How They’re Fixing It
There is hope ahead, both for consumers and for the product-support staffers forced to answer all those angry tweets from frustrated users. Instead of simply rushing to plug holes in the existing infrastructure, HBO Max is getting ready to roll out a completely new app, one built from the ground up to match the needs of the current service. While it hasn’t been publicly announced yet, “We’re going to replace every single connected TV app in the next four or five months,” the WarnerMedia exec tells me. Woebegone Roku users will be first in line to get the new Max app along with PlayStation customers. Apple TV customers will likely have to wait until the end of the year, while an overhaul of the mobile and web-based apps is penciled in for early 2022.
Roku users will be first in line to get the new Max app; Apple TV customers will likely have to wait until the end of the year.
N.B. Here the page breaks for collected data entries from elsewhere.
//! Evaluates single-line arithmetic expressions such as `2 * PI * 3` or
//! `log(10, 1000) + 4!` without exposing a scripting language.
//!
//! ```
//! assert_eq!(inline_calc::evaluate("1 + 2 * 3"), Ok(7.0));
//! assert!(inline_calc::evaluate("log(10)").unwrap_err().is_syntax());
//! ```

pub mod config;
pub mod env;
pub mod error;
pub mod evaluator;
pub mod lexer;
pub mod parser;
pub mod validate;

pub use config::Limits;
pub use error::{DomainError, ErrorKind, EvalError, LexError, SyntaxError};
pub use lexer::*;
pub use parser::{Expr, Parser};
pub use validate::is_valid;

use log::debug;

/// Evaluates `expression` with the default [`Limits`].
pub fn evaluate(expression: &str) -> Result<f64, EvalError> {
    evaluate_with(expression, &Limits::default())
}

pub fn evaluate_with(expression: &str, limits: &Limits) -> Result<f64, EvalError> {
    let result = parse(expression, limits).and_then(|expr| expr.eval());
    match &result {
        Ok(value) => debug!("{expression:?} = {value}"),
        Err(err) => debug!("{expression:?} failed: {err}"),
    }
    result
}

/// Parses without evaluating, for callers that want to inspect the tree or
/// evaluate it more than once.
pub fn parse<'a>(expression: &'a str, limits: &Limits) -> Result<Expr<'a>, EvalError> {
    Parser::with_limits(expression, *limits).parse()
}
//! Genomic loci and chromosome-class predicates.

use crate::error::{Result, SummaryError};
use serde::{Deserialize, Serialize};
use std::fmt;
use std::str::FromStr;

/// Reference genome build, which fixes the pseudo-autosomal coordinates.
#[derive(Debug, Clone, Copy, PartialEq, Eq, Hash, Default, Serialize, Deserialize)]
pub enum ReferenceGenome {
    GRCh37,
    #[default]
    GRCh38,
}

impl ReferenceGenome {
    /// Pseudo-autosomal regions on X as 1-based inclusive intervals.
    fn x_par(&self) -> [(u64, u64); 2] {
        match self {
            Self::GRCh37 => [(60_001, 2_699_520), (154_931_044, 155_260_560)],
            Self::GRCh38 => [(10_001, 2_781_479), (155_701_383, 156_030_895)],
        }
    }

    /// Pseudo-autosomal regions on Y as 1-based inclusive intervals.
    fn y_par(&self) -> [(u64, u64); 2] {
        match self {
            Self::GRCh37 => [(10_001, 2_649_520), (59_034_050, 59_373_566)],
            Self::GRCh38 => [(10_001, 2_781_479), (56_887_903, 57_217_415)],
        }
    }
}

/// Chromosomal context of a locus, as far as ploidy is concerned.
#[derive(Debug, Clone, Copy, PartialEq, Eq, Hash, Serialize, Deserialize)]
pub enum LocusClass {
    /// Autosome, or a pseudo-autosomal region of X or Y.
    AutosomeOrPar,
    XNonPar,
    YNonPar,
    /// Mitochondria, unplaced contigs, decoys.
    Other,
}

/// A position on a reference contig (1-based).
#[derive(Debug, Clone, PartialEq, Eq, Hash, PartialOrd, Ord, Serialize, Deserialize)]
pub struct Locus {
    pub contig: String,
    pub position: u64,
}

impl Locus {
    pub fn new(contig: &str, position: u64) -> Self {
        Self {
            contig: contig.to_string(),
            position,
        }
    }

    /// Contig name with any `chr` prefix removed.
    pub fn bare_contig(&self) -> &str {
        self.contig.strip_prefix("chr").unwrap_or(&self.contig)
    }

    pub fn in_autosome(&self) -> bool {
        matches!(self.bare_contig().parse::<u8>(), Ok(1..=22))
    }

    fn in_intervals(&self, intervals: &[(u64, u64)]) -> bool {
        intervals
            .iter()
            .any(|&(start, end)| self.position >= start && self.position <= end)
    }

    pub fn in_x_par(&self, genome: ReferenceGenome) -> bool {
        self.bare_contig() == "X" && self.in_intervals(&genome.x_par())
    }

    pub fn in_y_par(&self, genome: ReferenceGenome) -> bool {
        self.bare_contig() == "Y" && self.in_intervals(&genome.y_par())
    }

    pub fn in_autosome_or_par(&self, genome: ReferenceGenome) -> bool {
        self.in_autosome() || self.in_x_par(genome) || self.in_y_par(genome)
    }

    pub fn in_x_nonpar(&self, genome: ReferenceGenome) -> bool {
        self.bare_contig() == "X" && !self.in_x_par(genome)
    }

    pub fn in_y_nonpar(&self, genome: ReferenceGenome) -> bool {
        self.bare_contig() == "Y" && !self.in_y_par(genome)
    }

    /// Classify the locus for ploidy-aware allele number expectations.
    pub fn class(&self, genome: ReferenceGenome) -> LocusClass {
        if self.in_autosome_or_par(genome) {
            LocusClass::AutosomeOrPar
        } else if self.in_x_nonpar(genome) {
            LocusClass::XNonPar
        } else if self.in_y_nonpar(genome) {
            LocusClass::YNonPar
        } else {
            LocusClass::Other
        }
    }
}

impl fmt::Display for Locus {
    fn fmt(&self, f: &mut fmt::Formatter<'_>) -> fmt::Result {
        write!(f, "{}:{}", self.contig, self.position)
    }
}

impl FromStr for Locus {
    type Err = SummaryError;

    /// Parse `contig:position`.
    fn from_str(s: &str) -> Result<Self> {
        let (contig, pos) = s.rsplit_once(':').ok_or_else(|| {
            SummaryError::InvalidParameter(format!("Locus '{}' is not contig:position", s))
        })?;
        let position = pos.parse::<u64>().map_err(|_| {
            SummaryError::InvalidParameter(format!("Invalid position in locus '{}'", s))
        })?;
        Ok(Self::new(contig, position))
    }
}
The upgraded Max app has been in the works for a while now, since at least late last year, which is when WarnerMedia acquired a company called You.i TV with an eye on revamping the guts of its app. While the new offering won’t look dramatically different for most users at first, “It will be wildly better than what’s out there,” the exec says. “It will just work better across the board.” Of course, the relaunch may result in a few
new bugs popping up in the short term — that’s common for any new product launch — but the exec says users will quickly see a much more stable experience. Eventually, once the basic mechanics of the app are fixed, the exec says the plan is to begin introducing more noticeable new features and evolutions, changes that will make for a more “sophisticated and cool and sexier” interface.
More Apps, More Problems
Having so many technical issues crop up in such a short time frame isn’t just a PR headache. Competition for subscribers and audience attention is so intense right now, the last thing any streamer wants is to anger customers with a poor user experience. Though, in fairness to HBO Max, it’s worth noting that technical demons have become a distressingly common occurrence in the streaming age. Every platform deals with criticisms over how its particular user interface functions.
For instance, while you
can rewind and fast-forward shows on the Peacock connected TV apps, I can report that the process is both painful and slow. Paramount+, meanwhile, somehow launched without giving users the basic ability to add shows to a content queue (it’s since been fixed). And despite purposely keeping its user interface incredibly simple, Disney+ famously imploded
on its first day back in 2019.
It’s also highly unlikely a substantial number of folks will cancel specifically because of a buggy app, even one with the level of
mishegoss as Max lately. But it’s not irrelevant, either. Sure, content is what drives subscriptions in the streaming wars, and
great programming will always be far more important than a perfect interface. Yet the reason Netflix has spared no expense trying to perfect its app is that it understands that a
constantly evolving product is a key tool in convincing members to stay put within its programming universe. You might not give up HBO Max because of issues with rewinding or too many crashes, but you may very well end up watching fewer titles or switching over to an app that runs more smoothly. So while the sort of buggery that has bedeviled Max of late isn’t going to be fatal, it sure doesn’t help with short-term momentum.